Denis Pushilin (C), representative of the separatist self-proclaimed Donetsk People's Republic, and Vladislav Deinego (2nd L), representative of the Luhansk republic, speak to the media before leaving Belarus at Minsk's International airport, Jan. 30, 2015.

MINSK/DONETSK — Civilians were killed on both sides in heavy fighting in eastern Ukraine on Friday, while an attempt to reopen peace talks in neighboring Belarus was aborted before it began.

Two rebel delegates flew to the Belarus capital Minsk, only to announce that talks would not take place on Friday and that they were flying back to Moscow. Any talks would be the first since a five-month-old cease-fire collapsed with a new rebel advance last week.

The main rebel stronghold Donetsk echoed to the sound of heavy artillery fire, including salvoes from multiple rocket launchers and heavier thuds from artillery coming from the direction of the airport, a constant battlefield.

A cameraman in Donetsk saw four covered bodies near a cultural centre hit by artillery, and a fifth dead person in a badly-damaged car nearby. A woman was weeping by one of the bodies. Humanitarian aid was being distributed at the centre when the shell struck.

A kilometer away, a sixth dead person lay where a trolleybus had been hit. The separatists said the total death toll in those two strikes was seven.

Kiev said Friday's shelling of Donetsk was carried out by the rebels themselves to ruin the chance of peace talks. Both sides have made similar allegations throughout the conflict, which are impossible to verify.

"We are already used to this artillery and there's nothing we can do about it. Our boys are defending us," said Alla, a shopkeeper in downtown Donetsk.

The head of Ukraine's regional police said in a Facebook post that seven other civilians had been killed and 10 injured as a result of fighting in an around the government-held small towns of Debaltseve and Vuhlehirsk, focus of the rebel advance.

Water and electricity have been cut off in the towns, where government garrisons are all but encircled by rebel fighters.

Kiev's military said five of its servicemen had been killed and 23 wounded in fighting in the past 24 hours, describing the situation in the conflict zone as "hard."

"They are repeatedly using Grad [missiles], artillery, mortars, tanks and rocket launchers," spokesman Andriy Lysenko said in a televised briefing. "The fiercest fighting continues around the town of Vuhlehirsk. After mass artillery attacks, the terrorists repeatedly stormed Ukrainian army checkpoints."

The past week has seen by far the worst fighting in Ukraine since the cease-fire was signed five months ago, with the rebels announcing an offensive that Kiev says amounts to a full repudiation of the truce.

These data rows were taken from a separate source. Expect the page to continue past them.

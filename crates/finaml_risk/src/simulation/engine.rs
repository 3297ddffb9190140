//! Trial evaluation and trial-driving loops.

use finaml_core::types::ValuationError;
use finaml_models::valuation::{future_value, present_value};
use tracing::{debug, info};

use super::error::SimulationError;
use super::sampler::{RateSampler, StochasticRates};
use crate::analytics::SimulationResult;
use crate::config::{RiskParameters, SimulationConfig};
use crate::parallel::process_in_batches;
use crate::portfolio::Portfolio;

#[inline]
fn check_rate(rate: f64) -> bool {
    rate.is_finite() && rate > -1.0
}

fn validate_trial_inputs(
    discount_rate: f64,
    growth_rate: f64,
    horizon_periods: f64,
) -> Result<(), SimulationError> {
    if !check_rate(discount_rate) {
        return Err(SimulationError::InvalidDiscountRate {
            rate: discount_rate,
        });
    }
    if !check_rate(growth_rate) {
        return Err(SimulationError::InvalidGrowthRate { rate: growth_rate });
    }
    if !horizon_periods.is_finite() || horizon_periods <= 0.0 {
        return Err(SimulationError::InvalidHorizon {
            periods: horizon_periods,
        });
    }
    Ok(())
}

/// Combined value of the portfolio for one trial.
///
/// Accumulates `pv / (1 + discount_rate) + fv(horizon, growth_rate)` over
/// the instruments in portfolio order. Deterministic: all randomness lives in
/// the caller's choice of rates.
///
/// # Errors
///
/// `ValuationError::InvalidParameter` if a rate is not finite or not greater
/// than -1, or if the horizon is not finite and positive. Nothing is
/// evaluated when any input is rejected.
///
/// # Examples
///
/// ```
/// use finaml_risk::portfolio::Portfolio;
/// use finaml_risk::simulation::simulate_once;
/// use finaml_models::instruments::Instrument;
///
/// let portfolio = Portfolio::new().with(Instrument::stock("AAPL", 100.0).unwrap());
/// let value = simulate_once(&portfolio, 0.0, 0.0, 5.0).unwrap();
/// assert_eq!(value, 200.0);
/// ```
pub fn simulate_once(
    portfolio: &Portfolio,
    discount_rate: f64,
    growth_rate: f64,
    horizon_periods: f64,
) -> Result<f64, ValuationError> {
    validate_trial_inputs(discount_rate, growth_rate, horizon_periods)?;
    Ok(evaluate(portfolio, discount_rate, growth_rate, horizon_periods))
}

#[inline]
fn evaluate(portfolio: &Portfolio, discount_rate: f64, growth_rate: f64, horizon: f64) -> f64 {
    let discount = 1.0 + discount_rate;
    portfolio.iter().fold(0.0, |acc, instrument| {
        acc + present_value(instrument) / discount + future_value(instrument, horizon, growth_rate)
    })
}

fn run_batch<S: RateSampler>(
    portfolio: &Portfolio,
    sampler: &mut S,
    trials: usize,
    horizon_periods: f64,
    out: &mut Vec<f64>,
) -> Result<(), ValuationError> {
    for _ in 0..trials {
        let rates = sampler.sample();
        out.push(simulate_once(
            portfolio,
            rates.discount_rate,
            rates.growth_rate,
            horizon_periods,
        )?);
    }
    Ok(())
}

/// Runs `trials` trials with rates drawn from `sampler`, at a horizon of
/// `horizon_periods`.
///
/// Results are in trial order. The first invalid sampled rate fails the whole
/// run.
///
/// # Errors
///
/// `ValuationError::InvalidParameter` for zero trials or any rejected trial.
///
/// # Examples
///
/// ```
/// use finaml_risk::portfolio::Portfolio;
/// use finaml_risk::simulation::run_trials;
/// use finaml_models::instruments::Instrument;
///
/// let portfolio = Portfolio::new().with(Instrument::stock("AAPL", 100.0).unwrap());
/// let mut growth = 0.0;
/// let mut sampler = || {
///     growth += 0.1;
///     (0.0, growth)
/// };
///
/// let result = run_trials(&portfolio, &mut sampler, 3, 1.0).unwrap();
/// assert_eq!(result.len(), 3);
/// assert!(result.values()[0] < result.values()[2]);
/// ```
pub fn run_trials<S: RateSampler>(
    portfolio: &Portfolio,
    sampler: &mut S,
    trials: usize,
    horizon_periods: f64,
) -> Result<SimulationResult, ValuationError> {
    if trials == 0 {
        return Err(SimulationError::ZeroTrials.into());
    }
    let mut values = Vec::with_capacity(trials);
    run_batch(portfolio, sampler, trials, horizon_periods, &mut values)?;
    debug!(trials, instruments = portfolio.len(), "trials complete");
    Ok(SimulationResult::new(values)?)
}

/// Runs `params.trials()` trials with log-normal rates, split into batches that
/// may execute on the Rayon pool.
///
/// Batch `b` covers trials `b * batch_size ..` and draws from
/// `StochasticRates::for_stream(params, config, b)`. The output therefore
/// depends only on the parameters, the seed and the batch size; thread count
/// and scheduling never change it.
///
/// # Errors
///
/// `ValuationError::InvalidParameter` for invalid parameters, invalid sampler
/// volatilities or any rejected trial; `ValuationError::Configuration` if
/// `params` or `config` fail validation.
pub fn run_trials_parallel(
    portfolio: &Portfolio,
    params: &RiskParameters,
    config: &SimulationConfig,
) -> Result<SimulationResult, ValuationError> {
    params.validate()?;
    config.validate()?;

    let trials = params.trials();
    let parallel = config.parallel_config();
    info!(
        trials,
        seed = config.seed(),
        batch_size = parallel.batch_size,
        parallel = parallel.should_parallelize(trials),
        "starting simulation"
    );

    let batches = process_in_batches(trials, &parallel, |index, range| {
        let mut sampler = StochasticRates::for_stream(params, config, index as u64)?;
        let mut values = Vec::with_capacity(range.len());
        run_batch(
            portfolio,
            &mut sampler,
            range.len(),
            params.horizon_periods(),
            &mut values,
        )?;
        Ok::<_, ValuationError>(values)
    });

    let mut values = Vec::with_capacity(trials);
    for batch in batches {
        values.extend(batch?);
    }

    let result = SimulationResult::new(values)?;
    info!(trials = result.len(), "simulation complete");
    Ok(result)
}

NATO and Kiev accuse Russia of sending thousands of troops to support the rebel advance with heavy weapons and tanks. Moscow denies it is directly involved in fighting over territory that the Kremlin refers to as "New Russia."

European Union foreign ministers agreed at an emergency meeting on Thursday to extend for another six months economic sanctions against Russia that had been due to expire soon. Washington has promised to tighten its own sanctions, which have helped feed an economic crisis in Russia.

The arrival of rebel negotiators in Minsk, where last year's cease-fire was first reached as part of a peace deal in September, was the first sign of a reopening of negotiations since the rebels launched their latest advance.

But neither Kiev nor Moscow confirmed that they were ready for talks, and one of the rebel officials, Denis Pushilin, swiftly announced they were heading back to Moscow. He said the rebels were prepared to press on with their offensive and seize more territory if artillery continues to fall on Donetsk and other cities they control.

"If shelling resumes, then we reserve for ourselves the right to continue the offensive and go to the very borders of Donetsk and Luhansk regions," he said, referring to the two provinces where separatists have declared "people's republics".

Fear of Assault

So far, most fighting in the rebels' latest advance has taken place near the capitals of the two regions and near Debaltseve, a government-held small town controlling a road and rail route linking the two main rebel strongholds.

The immediate fear of Kiev and its NATO allies is of a rebel offensive on Mariupol, a port of 500,000 people which is by far the biggest government-held city in the two restive provinces.

It was hit by shelling on Saturday which Kiev said killed 30 civilians, although the rebels have since denied that it is a target for now. The rebels halted at its gates during their last big advance five months ago.

The rebels have said their principal aims in the advance are to push government guns out of range of their cities, and make their positions more secure by "straightening out the front" — choking off a government-held pocket around Debaltseve.

Both are moves that would make existing rebel areas more defensible over the long term, if, as many Western countries say they suspect, Moscow's aim is to pursue a stable "frozen conflict" in eastern Ukraine.

A rebel assault on Mariupol, with the potential to unleash unprecedented urban warfare, is a far more dangerous prospect. While the rebels say they are not trying to capture it yet, they have repeatedly said they reserve the right to do so, a threat they may be holding out to obtain better terms at talks.

The Ukrainian foreign ministry said it was ready to participate in talks either Friday or Saturday but it was waiting for an agreement on draft documents about implementing last September's Minsk agreements, including on withdrawing heavy military equipment.